▶ [Problem to work on]
Reproduce the listing that follows, unchanged and complete.

▶ [Exercise data]
:::

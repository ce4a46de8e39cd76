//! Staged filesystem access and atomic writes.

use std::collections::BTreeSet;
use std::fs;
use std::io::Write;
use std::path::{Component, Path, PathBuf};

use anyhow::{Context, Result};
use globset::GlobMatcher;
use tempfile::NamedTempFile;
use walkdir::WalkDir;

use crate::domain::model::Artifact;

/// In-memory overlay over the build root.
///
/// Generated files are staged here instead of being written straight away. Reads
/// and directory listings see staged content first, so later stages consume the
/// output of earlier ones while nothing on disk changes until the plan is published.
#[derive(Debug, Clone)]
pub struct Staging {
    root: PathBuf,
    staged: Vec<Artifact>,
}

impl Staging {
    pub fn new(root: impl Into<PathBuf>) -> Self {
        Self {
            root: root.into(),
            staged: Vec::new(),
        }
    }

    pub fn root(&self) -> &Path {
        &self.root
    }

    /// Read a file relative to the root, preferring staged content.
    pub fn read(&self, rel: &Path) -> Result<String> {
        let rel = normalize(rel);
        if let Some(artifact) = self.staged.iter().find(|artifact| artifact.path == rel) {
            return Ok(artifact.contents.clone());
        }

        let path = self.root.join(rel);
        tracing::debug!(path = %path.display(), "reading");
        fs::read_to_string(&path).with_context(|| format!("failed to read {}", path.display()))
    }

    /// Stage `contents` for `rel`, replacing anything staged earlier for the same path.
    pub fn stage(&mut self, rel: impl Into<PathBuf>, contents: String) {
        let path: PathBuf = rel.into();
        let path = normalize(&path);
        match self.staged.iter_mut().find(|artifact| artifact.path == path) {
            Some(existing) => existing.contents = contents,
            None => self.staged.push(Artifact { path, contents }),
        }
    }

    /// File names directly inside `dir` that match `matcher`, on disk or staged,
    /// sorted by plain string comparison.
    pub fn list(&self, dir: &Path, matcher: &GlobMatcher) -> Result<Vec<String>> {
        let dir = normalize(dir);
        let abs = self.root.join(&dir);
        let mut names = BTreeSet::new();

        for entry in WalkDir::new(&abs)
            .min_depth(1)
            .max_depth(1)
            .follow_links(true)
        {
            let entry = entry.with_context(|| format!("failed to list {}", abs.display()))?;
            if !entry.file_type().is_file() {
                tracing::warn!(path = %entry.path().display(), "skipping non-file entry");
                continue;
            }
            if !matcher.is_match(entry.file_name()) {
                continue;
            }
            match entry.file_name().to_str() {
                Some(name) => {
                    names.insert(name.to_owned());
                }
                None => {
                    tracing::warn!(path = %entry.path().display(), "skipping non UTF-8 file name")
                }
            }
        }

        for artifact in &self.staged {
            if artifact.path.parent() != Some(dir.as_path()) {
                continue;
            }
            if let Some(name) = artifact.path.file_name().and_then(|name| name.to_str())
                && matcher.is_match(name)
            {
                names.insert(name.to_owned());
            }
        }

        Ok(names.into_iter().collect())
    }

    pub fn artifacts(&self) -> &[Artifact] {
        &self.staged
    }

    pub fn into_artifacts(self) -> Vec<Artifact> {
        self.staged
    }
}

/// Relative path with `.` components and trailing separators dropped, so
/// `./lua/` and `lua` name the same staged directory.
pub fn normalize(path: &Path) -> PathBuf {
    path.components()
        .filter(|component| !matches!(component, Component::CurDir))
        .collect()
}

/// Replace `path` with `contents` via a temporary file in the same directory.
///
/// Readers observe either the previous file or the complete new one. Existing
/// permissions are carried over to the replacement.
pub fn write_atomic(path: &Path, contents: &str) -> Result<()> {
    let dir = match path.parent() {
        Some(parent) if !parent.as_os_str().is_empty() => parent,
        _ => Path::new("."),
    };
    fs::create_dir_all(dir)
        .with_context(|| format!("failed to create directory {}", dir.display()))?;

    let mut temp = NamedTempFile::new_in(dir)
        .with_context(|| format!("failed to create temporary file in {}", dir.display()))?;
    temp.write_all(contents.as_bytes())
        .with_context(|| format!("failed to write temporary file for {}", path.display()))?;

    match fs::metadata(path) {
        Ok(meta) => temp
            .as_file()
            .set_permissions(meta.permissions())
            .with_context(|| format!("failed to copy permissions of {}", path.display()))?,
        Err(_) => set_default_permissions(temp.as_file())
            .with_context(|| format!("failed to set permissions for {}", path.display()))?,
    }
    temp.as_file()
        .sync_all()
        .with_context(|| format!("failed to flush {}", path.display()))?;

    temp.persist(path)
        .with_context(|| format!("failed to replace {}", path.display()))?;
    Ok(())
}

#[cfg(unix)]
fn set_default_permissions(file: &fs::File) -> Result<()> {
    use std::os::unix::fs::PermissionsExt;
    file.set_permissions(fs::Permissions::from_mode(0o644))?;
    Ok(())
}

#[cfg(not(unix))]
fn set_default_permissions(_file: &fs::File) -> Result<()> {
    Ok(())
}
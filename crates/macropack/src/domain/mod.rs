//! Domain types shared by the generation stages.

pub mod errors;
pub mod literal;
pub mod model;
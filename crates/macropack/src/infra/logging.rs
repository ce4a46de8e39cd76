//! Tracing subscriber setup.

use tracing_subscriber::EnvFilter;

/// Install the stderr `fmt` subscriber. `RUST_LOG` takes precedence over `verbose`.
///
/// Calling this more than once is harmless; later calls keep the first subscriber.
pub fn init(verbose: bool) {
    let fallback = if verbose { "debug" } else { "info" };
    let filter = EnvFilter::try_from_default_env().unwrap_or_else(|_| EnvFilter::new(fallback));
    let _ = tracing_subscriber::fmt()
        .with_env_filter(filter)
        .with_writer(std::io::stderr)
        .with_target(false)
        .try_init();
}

:::

▶ [Task response]
repository ce4a46de8e39cd76
//! Staged filesystem access and atomic writes.

use std::collections::BTreeSet;
use std::fs;
use std::io::Write;
use std::path::{Component, Path, PathBuf};

use anyhow::{Context, Result};
use globset::GlobMatcher;
use tempfile::NamedTempFile;
use walkdir::WalkDir;

use crate::domain::model::Artifact;

/// In-memory overlay over the build root.
///
/// Generated files are staged here instead of being written straight away. Reads
/// and directory listings see staged content first, so later stages consume the
/// output of earlier ones while nothing on disk changes until the plan is published.
#[derive(Debug, Clone)]
pub struct Staging {
    root: PathBuf,
    staged: Vec<Artifact>,
}

impl Staging {
    pub fn new(root: impl Into<PathBuf>) -> Self {
        Self {
            root: root.into(),
            staged: Vec::new(),
        }
    }

    pub fn root(&self) -> &Path {
        &self.root
    }

    /// Read a file relative to the root, preferring staged content.
    pub fn read(&self, rel: &Path) -> Result<String> {
        let rel = normalize(rel);
        if let Some(artifact) = self.staged.iter().find(|artifact| artifact.path == rel) {
            return Ok(artifact.contents.clone());
        }

        let path = self.root.join(rel);
        tracing::debug!(path = %path.display(), "reading");
        fs::read_to_string(&path).with_context(|| format!("failed to read {}", path.display()))
    }

    /// Stage `contents` for `rel`, replacing anything staged earlier for the same path.
    pub fn stage(&mut self, rel: impl Into<PathBuf>, contents: String) {
        let path: PathBuf = rel.into();
        let path = normalize(&path);
        match self.staged.iter_mut().find(|artifact| artifact.path == path) {
            Some(existing) => existing.contents = contents,
            None => self.staged.push(Artifact { path, contents }),
        }
    }

    /// File names directly inside `dir` that match `matcher`, on disk or staged,
    /// sorted by plain string comparison.
    pub fn list(&self, dir: &Path, matcher: &GlobMatcher) -> Result<Vec<String>> {
        let dir = normalize(dir);
        let abs = self.root.join(&dir);
        let mut names = BTreeSet::new();

        for entry in WalkDir::new(&abs)
            .min_depth(1)
            .max_depth(1)
            .follow_links(true)
        {
            let entry = entry.with_context(|| format!("failed to list {}", abs.display()))?;
            if !entry.file_type().is_file() {
                tracing::warn!(path = %entry.path().display(), "skipping non-file entry");
                continue;
            }
            if !matcher.is_match(entry.file_name()) {
                continue;
            }
            match entry.file_name().to_str() {
                Some(name) => {
                    names.insert(name.to_owned());
                }
                None => {
                    tracing::warn!(path = %entry.path().display(), "skipping non UTF-8 file name")
                }
            }
        }

        for artifact in &self.staged {
            if artifact.path.parent() != Some(dir.as_path()) {
                continue;
            }
            if let Some(name) = artifact.path.file_name().and_then(|name| name.to_str())
                && matcher.is_match(name)
            {
                names.insert(name.to_owned());
            }
        }

        Ok(names.into_iter().collect())
    }

    pub fn artifacts(&self) -> &[Artifact] {
        &self.staged
    }

    pub fn into_artifacts(self) -> Vec<Artifact> {
        self.staged
    }
}

/// Relative path with `.` components and trailing separators dropped, so
/// `./lua/` and `lua` name the same staged directory.
pub fn normalize(path: &Path) -> PathBuf {
    path.components()
        .filter(|component| !matches!(component, Component::CurDir))
        .collect()
}

/// Replace `path` with `contents` via a temporary file in the same directory.
///
/// Readers observe either the previous file or the complete new one. Existing
/// permissions are carried over to the replacement.
pub fn write_atomic(path: &Path, contents: &str) -> Result<()> {
    let dir = match path.parent() {
        Some(parent) if !parent.as_os_str().is_empty() => parent,
        _ => Path::new("."),
    };
    fs::create_dir_all(dir)
        .with_context(|| format!("failed to create directory {}", dir.display()))?;

    let mut temp = NamedTempFile::new_in(dir)
        .with_context(|| format!("failed to create temporary file in {}", dir.display()))?;
    temp.write_all(contents.as_bytes())
        .with_context(|| format!("failed to write temporary file for {}", path.display()))?;

    match fs::metadata(path) {
        Ok(meta) => temp
            .as_file()
            .set_permissions(meta.permissions())
            .with_context(|| format!("failed to copy permissions of {}", path.display()))?,
        Err(_) => set_default_permissions(temp.as_file())
            .with_context(|| format!("failed to set permissions for {}", path.display()))?,
    }
    temp.as_file()
        .sync_all()
        .with_context(|| format!("failed to flush {}", path.display()))?;

    temp.persist(path)
        .with_context(|| format!("failed to replace {}", path.display()))?;
    Ok(())
}

#[cfg(unix)]
fn set_default_permissions(file: &fs::File) -> Result<()> {
    use std::os::unix::fs::PermissionsExt;
    file.set_permissions(fs::Permissions::from_mode(0o644))?;
    Ok(())
}

#[cfg(not(unix))]
fn set_default_permissions(_file: &fs::File) -> Result<()> {
    Ok(())
}
filename crates/macropack/src/domain/mod.rs
//! Domain types shared by the generation stages.

pub mod errors;
pub mod literal;
pub mod model;
filename crates/macropack/src/infra/logging.rs
repository ce4a46de8e39cd76
//! Tracing subscriber setup.

use tracing_subscriber::EnvFilter;

/// Install the stderr `fmt` subscriber. `RUST_LOG` takes precedence over `verbose`.
///
/// Calling this more than once is harmless; later calls keep the first subscriber.
pub fn init(verbose: bool) {
    let fallback = if verbose { "debug" } else { "info" };
    let filter = EnvFilter::try_from_default_env().unwrap_or_else(|_| EnvFilter::new(fallback));
    let _ = tracing_subscriber::fmt()
        .with_env_filter(filter)
        .with_writer(std::io::stderr)
        .with_target(false)
        .try_init();
}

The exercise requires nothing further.